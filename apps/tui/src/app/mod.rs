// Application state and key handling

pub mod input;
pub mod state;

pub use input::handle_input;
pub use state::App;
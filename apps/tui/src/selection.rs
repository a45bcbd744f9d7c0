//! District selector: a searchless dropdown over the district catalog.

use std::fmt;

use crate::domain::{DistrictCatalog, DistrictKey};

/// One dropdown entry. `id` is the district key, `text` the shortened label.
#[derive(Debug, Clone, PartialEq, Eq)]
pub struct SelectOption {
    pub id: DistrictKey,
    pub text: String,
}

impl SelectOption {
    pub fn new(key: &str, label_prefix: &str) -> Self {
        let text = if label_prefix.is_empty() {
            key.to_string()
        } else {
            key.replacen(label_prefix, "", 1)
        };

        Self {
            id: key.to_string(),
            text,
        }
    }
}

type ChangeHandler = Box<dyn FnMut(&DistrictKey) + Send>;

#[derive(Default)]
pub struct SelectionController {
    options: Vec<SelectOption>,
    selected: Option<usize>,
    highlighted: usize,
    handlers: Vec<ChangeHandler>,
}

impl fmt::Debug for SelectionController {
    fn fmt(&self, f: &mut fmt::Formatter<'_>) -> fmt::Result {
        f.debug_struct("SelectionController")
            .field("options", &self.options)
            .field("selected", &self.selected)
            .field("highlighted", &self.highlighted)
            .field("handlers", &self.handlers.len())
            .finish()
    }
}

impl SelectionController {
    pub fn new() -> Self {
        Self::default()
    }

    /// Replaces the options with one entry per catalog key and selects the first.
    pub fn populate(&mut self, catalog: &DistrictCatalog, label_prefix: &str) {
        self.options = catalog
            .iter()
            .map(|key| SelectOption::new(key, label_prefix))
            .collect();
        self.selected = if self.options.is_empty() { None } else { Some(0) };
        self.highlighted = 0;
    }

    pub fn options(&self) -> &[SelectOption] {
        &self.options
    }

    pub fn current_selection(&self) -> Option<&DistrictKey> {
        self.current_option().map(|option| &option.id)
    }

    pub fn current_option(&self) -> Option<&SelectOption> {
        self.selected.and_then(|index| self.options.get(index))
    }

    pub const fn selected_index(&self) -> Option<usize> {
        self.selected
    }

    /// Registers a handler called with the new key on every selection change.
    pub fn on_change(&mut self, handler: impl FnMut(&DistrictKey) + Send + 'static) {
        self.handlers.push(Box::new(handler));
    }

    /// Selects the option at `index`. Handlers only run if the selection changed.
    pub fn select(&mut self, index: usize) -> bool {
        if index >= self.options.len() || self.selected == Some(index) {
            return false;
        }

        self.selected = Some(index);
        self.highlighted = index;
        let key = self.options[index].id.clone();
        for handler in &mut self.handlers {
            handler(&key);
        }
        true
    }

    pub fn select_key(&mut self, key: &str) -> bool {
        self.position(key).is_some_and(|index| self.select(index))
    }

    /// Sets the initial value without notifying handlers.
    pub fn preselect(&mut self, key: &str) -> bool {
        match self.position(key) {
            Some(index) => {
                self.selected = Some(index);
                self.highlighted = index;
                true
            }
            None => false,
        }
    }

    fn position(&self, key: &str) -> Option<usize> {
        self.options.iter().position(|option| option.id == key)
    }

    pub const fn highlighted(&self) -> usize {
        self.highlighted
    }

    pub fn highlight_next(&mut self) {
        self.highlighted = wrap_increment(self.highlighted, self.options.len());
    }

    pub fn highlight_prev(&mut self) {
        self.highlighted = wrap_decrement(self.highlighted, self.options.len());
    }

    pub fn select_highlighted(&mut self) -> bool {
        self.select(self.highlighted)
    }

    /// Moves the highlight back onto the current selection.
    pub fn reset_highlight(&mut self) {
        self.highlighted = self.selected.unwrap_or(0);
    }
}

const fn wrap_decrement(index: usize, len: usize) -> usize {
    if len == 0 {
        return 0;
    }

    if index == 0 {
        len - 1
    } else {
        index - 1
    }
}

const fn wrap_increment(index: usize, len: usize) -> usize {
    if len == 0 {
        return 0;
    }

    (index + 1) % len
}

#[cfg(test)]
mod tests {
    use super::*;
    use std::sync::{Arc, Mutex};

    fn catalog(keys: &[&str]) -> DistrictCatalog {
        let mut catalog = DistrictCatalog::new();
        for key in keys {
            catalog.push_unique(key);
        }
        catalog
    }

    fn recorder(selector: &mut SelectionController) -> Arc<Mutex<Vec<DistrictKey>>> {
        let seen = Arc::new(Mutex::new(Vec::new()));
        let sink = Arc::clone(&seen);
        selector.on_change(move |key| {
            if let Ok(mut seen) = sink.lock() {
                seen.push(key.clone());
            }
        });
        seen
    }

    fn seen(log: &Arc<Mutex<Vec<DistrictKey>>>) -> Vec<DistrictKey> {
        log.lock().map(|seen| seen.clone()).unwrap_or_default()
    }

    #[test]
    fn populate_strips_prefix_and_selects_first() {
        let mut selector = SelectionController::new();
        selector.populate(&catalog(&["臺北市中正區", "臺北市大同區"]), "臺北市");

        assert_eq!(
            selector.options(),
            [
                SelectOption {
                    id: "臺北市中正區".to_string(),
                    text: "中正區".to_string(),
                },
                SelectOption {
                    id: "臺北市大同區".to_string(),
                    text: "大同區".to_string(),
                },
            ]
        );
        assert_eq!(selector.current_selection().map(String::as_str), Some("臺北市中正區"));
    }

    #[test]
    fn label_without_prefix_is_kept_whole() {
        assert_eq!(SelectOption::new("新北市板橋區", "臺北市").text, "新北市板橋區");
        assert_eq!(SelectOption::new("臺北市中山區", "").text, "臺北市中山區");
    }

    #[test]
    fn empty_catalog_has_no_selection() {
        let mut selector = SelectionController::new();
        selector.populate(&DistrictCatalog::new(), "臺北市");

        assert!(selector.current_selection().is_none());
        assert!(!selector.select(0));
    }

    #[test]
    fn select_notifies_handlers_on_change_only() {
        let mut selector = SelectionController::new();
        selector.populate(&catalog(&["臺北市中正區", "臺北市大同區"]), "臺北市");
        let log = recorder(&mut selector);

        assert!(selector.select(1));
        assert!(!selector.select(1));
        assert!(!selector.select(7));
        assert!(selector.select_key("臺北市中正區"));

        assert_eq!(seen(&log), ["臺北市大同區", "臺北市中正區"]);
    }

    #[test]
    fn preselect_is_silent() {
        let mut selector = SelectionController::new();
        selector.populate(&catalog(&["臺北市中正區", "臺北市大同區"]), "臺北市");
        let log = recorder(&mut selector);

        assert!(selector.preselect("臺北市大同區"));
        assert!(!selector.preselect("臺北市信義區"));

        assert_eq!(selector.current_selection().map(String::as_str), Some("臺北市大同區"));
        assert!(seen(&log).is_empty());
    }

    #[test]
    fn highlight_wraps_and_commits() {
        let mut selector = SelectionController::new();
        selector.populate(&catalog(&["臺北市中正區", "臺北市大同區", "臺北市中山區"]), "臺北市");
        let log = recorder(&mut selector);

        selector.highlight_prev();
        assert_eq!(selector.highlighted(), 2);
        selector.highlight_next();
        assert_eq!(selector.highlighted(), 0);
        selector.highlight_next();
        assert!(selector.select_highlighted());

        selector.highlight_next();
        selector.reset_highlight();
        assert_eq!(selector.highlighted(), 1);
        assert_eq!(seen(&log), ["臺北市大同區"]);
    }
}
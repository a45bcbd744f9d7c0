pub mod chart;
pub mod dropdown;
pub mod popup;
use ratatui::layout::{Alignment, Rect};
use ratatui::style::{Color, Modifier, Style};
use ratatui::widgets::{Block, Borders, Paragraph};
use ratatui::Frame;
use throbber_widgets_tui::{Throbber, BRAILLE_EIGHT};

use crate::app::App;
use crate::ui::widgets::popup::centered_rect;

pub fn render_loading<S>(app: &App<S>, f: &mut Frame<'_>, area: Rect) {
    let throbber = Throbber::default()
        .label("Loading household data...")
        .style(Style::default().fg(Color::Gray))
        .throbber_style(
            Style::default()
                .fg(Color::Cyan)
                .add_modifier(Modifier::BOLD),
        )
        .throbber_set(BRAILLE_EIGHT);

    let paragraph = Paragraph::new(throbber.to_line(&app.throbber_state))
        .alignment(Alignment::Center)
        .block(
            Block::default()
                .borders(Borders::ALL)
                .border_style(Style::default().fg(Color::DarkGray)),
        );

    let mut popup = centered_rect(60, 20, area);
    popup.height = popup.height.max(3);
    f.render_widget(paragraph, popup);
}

=-=-=-=-=

◆ **PROMPT**
There is a run of lines above from the one with "catalog.push_unique(key);" to the one with "if let Ok(mut"; print exactly that run, both ends included, and nothing else.

◆ **SOLUTION TO THE PROBLEM**
            catalog.push_unique(key);
        }
        catalog
    }

    fn recorder(selector: &mut SelectionController) -> Arc<Mutex<Vec<DistrictKey>>> {
        let seen = Arc::new(Mutex::new(Vec::new()));
        let sink = Arc::clone(&seen);
        selector.on_change(move |key| {
            if let Ok(mut seen) = sink.lock() {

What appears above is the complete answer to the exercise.